=== Records for the task ===
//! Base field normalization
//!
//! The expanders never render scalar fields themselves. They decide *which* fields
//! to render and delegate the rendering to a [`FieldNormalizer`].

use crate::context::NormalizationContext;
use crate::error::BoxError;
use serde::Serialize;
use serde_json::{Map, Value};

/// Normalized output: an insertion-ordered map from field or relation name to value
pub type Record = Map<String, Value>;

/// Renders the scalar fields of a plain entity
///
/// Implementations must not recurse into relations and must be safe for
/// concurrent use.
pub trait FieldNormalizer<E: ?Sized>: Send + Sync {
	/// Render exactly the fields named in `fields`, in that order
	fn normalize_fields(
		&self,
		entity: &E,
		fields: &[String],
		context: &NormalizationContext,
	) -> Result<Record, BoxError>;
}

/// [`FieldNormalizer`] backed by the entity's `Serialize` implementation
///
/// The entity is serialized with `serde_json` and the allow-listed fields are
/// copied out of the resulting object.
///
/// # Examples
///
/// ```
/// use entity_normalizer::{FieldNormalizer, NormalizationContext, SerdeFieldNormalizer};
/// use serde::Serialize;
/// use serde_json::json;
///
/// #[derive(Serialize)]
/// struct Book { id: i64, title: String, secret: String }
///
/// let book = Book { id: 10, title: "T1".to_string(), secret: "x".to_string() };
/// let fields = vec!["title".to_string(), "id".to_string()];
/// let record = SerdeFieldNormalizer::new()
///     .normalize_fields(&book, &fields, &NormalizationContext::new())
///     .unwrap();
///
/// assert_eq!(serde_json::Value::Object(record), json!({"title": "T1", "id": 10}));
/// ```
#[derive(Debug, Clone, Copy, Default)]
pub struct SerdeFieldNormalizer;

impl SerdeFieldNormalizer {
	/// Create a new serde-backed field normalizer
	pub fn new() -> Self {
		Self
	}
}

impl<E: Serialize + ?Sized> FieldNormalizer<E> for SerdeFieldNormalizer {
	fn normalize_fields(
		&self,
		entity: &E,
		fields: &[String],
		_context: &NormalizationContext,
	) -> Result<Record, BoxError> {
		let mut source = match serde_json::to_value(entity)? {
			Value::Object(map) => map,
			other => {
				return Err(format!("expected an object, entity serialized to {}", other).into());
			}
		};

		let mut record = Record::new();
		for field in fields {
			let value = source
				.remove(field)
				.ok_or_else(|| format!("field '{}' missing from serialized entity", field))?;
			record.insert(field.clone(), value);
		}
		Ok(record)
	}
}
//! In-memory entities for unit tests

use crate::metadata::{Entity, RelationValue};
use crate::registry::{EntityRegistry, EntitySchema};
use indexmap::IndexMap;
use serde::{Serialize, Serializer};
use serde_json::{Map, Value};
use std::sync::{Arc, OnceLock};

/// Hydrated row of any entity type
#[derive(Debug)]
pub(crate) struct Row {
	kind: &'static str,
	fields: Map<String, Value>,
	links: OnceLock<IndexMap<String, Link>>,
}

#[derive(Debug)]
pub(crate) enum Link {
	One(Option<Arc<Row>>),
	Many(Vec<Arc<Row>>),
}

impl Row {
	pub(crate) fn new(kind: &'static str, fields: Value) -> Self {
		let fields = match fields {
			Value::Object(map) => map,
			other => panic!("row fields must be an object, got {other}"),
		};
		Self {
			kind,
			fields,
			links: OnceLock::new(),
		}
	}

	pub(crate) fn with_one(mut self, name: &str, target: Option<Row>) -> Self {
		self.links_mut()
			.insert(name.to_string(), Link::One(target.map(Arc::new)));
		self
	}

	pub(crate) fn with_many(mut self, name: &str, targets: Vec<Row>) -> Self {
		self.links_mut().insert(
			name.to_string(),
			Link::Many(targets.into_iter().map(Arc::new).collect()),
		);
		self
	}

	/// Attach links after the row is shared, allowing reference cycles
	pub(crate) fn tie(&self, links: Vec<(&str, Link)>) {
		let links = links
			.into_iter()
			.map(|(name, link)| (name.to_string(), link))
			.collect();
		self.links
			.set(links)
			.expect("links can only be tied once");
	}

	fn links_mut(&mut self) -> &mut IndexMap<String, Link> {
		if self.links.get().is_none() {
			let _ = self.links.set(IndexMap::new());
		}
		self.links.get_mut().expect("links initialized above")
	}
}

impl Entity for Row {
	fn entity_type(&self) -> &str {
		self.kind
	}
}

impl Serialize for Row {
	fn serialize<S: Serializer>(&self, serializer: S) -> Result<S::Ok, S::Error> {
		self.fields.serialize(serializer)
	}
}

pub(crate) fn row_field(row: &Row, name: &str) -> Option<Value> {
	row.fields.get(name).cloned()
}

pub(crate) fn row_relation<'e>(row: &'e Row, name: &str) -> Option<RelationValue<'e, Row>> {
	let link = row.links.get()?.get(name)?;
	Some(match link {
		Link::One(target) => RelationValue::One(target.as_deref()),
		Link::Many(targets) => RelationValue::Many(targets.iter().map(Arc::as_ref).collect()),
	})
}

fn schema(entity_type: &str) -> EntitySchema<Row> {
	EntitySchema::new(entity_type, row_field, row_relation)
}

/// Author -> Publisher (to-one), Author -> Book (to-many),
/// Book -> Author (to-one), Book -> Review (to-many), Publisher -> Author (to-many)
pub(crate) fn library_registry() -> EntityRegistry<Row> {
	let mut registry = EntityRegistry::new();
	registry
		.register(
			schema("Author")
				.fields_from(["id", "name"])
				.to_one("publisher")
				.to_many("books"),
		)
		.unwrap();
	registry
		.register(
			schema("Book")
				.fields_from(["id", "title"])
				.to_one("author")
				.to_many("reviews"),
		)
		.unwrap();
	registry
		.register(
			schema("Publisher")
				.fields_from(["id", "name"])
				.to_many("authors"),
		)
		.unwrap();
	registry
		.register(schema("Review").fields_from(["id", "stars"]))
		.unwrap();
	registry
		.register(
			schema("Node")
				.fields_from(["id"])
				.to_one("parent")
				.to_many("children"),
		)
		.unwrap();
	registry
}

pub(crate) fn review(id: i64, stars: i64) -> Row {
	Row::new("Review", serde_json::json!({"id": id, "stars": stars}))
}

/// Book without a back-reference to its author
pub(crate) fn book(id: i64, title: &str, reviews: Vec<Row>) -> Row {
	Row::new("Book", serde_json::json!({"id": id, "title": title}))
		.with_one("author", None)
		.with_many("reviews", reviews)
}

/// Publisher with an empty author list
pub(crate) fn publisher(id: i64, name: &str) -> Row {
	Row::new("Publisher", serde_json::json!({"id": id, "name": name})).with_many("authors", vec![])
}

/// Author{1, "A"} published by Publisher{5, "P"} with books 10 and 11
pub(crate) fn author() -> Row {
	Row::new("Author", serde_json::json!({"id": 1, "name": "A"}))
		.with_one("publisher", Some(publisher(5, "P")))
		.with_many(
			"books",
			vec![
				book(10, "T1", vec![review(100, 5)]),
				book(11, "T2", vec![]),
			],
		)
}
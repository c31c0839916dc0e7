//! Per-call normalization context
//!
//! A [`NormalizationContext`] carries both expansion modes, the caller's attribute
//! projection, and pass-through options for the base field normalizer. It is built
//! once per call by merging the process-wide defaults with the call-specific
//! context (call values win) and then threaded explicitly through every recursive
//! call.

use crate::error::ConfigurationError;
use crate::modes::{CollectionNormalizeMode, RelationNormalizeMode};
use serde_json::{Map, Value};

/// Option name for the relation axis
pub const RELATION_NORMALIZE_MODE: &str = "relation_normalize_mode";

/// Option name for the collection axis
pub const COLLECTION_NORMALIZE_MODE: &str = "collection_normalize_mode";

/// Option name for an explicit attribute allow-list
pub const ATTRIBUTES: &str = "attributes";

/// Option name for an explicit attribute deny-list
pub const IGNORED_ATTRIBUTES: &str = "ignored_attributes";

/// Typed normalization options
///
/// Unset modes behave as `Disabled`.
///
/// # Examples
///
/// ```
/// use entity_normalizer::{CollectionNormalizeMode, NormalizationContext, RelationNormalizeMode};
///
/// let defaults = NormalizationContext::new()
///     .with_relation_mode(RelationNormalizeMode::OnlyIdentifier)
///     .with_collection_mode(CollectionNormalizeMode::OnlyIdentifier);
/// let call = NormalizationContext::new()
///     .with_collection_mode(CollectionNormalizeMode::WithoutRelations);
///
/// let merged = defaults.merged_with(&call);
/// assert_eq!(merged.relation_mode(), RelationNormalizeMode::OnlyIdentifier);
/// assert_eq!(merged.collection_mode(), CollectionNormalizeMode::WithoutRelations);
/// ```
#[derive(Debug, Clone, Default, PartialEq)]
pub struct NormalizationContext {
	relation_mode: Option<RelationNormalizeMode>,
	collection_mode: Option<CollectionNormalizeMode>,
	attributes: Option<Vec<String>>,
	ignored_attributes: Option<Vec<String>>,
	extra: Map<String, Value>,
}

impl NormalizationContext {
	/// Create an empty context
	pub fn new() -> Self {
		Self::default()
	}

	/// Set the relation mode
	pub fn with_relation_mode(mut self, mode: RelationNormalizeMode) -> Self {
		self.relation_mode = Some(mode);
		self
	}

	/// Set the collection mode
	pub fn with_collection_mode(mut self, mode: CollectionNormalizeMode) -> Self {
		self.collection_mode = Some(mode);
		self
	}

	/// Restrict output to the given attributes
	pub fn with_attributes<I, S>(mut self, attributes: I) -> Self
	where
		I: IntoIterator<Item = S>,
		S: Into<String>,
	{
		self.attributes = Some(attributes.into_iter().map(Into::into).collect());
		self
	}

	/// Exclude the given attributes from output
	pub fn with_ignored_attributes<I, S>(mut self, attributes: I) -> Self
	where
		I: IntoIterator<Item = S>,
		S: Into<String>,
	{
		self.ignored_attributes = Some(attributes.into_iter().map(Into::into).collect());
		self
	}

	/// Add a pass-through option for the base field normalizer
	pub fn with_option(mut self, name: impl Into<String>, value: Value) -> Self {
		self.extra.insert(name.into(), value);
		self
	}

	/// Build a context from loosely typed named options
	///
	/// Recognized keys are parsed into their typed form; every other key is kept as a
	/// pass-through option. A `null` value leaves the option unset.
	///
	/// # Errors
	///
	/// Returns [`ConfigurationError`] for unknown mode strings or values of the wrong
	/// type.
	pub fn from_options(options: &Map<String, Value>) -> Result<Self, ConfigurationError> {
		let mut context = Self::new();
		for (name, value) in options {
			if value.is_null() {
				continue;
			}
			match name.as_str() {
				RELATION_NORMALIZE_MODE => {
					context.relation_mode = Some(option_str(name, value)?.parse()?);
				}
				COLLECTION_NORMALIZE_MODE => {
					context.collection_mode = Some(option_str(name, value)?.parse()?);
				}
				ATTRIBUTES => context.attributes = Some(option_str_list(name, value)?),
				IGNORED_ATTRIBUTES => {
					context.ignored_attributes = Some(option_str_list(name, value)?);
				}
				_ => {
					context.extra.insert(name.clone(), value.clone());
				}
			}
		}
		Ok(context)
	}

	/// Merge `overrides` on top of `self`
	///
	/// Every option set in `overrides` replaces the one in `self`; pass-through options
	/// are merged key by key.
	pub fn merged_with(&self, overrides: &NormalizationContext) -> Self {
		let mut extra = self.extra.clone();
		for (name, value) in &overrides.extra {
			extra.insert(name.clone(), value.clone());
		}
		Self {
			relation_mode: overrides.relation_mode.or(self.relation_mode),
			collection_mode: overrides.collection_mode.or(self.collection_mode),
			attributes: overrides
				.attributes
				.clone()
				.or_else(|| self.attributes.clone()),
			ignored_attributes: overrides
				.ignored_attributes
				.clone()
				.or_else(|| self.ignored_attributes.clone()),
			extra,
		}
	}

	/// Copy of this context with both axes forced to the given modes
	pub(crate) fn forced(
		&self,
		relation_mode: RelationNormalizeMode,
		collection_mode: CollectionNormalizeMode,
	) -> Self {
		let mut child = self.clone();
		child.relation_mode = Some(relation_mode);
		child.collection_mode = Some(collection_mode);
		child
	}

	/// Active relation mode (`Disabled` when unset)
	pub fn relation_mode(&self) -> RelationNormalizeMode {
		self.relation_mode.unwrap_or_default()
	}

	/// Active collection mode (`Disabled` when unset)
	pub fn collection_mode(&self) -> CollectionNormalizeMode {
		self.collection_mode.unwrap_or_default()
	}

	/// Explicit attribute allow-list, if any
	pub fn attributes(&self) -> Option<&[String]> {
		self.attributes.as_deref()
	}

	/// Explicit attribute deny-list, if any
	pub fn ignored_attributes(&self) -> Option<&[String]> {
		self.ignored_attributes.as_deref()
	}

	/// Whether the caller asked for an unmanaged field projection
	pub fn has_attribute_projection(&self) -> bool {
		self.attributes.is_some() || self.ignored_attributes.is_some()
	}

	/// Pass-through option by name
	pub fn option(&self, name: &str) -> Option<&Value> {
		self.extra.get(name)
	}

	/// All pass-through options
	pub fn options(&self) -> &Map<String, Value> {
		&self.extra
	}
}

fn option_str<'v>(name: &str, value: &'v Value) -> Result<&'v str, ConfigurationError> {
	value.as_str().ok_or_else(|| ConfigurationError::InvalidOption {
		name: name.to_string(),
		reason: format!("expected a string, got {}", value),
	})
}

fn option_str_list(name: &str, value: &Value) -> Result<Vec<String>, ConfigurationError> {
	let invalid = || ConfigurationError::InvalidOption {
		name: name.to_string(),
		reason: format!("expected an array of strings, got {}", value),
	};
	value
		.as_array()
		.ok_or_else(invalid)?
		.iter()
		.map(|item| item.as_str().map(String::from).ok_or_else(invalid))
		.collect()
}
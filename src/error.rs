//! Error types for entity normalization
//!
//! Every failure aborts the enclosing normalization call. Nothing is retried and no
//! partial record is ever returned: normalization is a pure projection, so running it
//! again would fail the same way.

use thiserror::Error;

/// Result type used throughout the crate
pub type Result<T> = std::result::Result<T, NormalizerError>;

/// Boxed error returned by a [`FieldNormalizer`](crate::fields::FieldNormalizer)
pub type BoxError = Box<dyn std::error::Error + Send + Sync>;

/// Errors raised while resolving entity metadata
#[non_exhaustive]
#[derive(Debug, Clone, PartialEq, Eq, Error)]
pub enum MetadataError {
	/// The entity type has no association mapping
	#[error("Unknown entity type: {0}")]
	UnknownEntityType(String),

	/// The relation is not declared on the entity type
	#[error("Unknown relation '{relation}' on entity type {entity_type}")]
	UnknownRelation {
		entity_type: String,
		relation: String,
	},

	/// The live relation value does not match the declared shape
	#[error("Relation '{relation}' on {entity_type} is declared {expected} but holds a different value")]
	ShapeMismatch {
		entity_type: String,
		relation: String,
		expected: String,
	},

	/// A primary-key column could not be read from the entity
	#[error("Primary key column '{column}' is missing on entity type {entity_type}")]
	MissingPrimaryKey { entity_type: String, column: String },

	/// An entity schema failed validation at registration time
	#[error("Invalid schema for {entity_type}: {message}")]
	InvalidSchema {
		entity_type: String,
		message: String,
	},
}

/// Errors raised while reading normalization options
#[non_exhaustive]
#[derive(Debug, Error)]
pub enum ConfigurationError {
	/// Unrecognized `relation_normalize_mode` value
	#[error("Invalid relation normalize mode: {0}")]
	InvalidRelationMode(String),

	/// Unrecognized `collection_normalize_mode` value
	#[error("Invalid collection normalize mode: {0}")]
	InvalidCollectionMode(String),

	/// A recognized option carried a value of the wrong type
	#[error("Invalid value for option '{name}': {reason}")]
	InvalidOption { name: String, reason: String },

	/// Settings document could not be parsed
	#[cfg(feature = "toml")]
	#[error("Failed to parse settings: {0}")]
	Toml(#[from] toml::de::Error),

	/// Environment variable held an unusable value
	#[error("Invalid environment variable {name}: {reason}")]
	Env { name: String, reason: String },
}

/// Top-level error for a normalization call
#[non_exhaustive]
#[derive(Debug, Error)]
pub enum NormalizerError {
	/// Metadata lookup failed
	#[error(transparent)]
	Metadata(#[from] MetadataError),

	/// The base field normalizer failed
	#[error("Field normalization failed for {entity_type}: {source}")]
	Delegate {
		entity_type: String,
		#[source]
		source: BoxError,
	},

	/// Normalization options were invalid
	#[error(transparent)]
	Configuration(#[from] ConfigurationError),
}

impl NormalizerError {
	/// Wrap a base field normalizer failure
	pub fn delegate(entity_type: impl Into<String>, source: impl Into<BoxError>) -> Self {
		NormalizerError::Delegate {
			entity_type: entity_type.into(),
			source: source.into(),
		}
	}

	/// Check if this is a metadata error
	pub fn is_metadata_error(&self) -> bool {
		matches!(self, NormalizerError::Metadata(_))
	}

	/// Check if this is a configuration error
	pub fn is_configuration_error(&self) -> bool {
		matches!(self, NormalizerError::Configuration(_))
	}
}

=== Your assignment ===
Show every line from the listing that contains "enum".

=== Completed task ===
pub(crate) enum Link {
pub enum MetadataError {
pub enum ConfigurationError {
pub enum NormalizerError {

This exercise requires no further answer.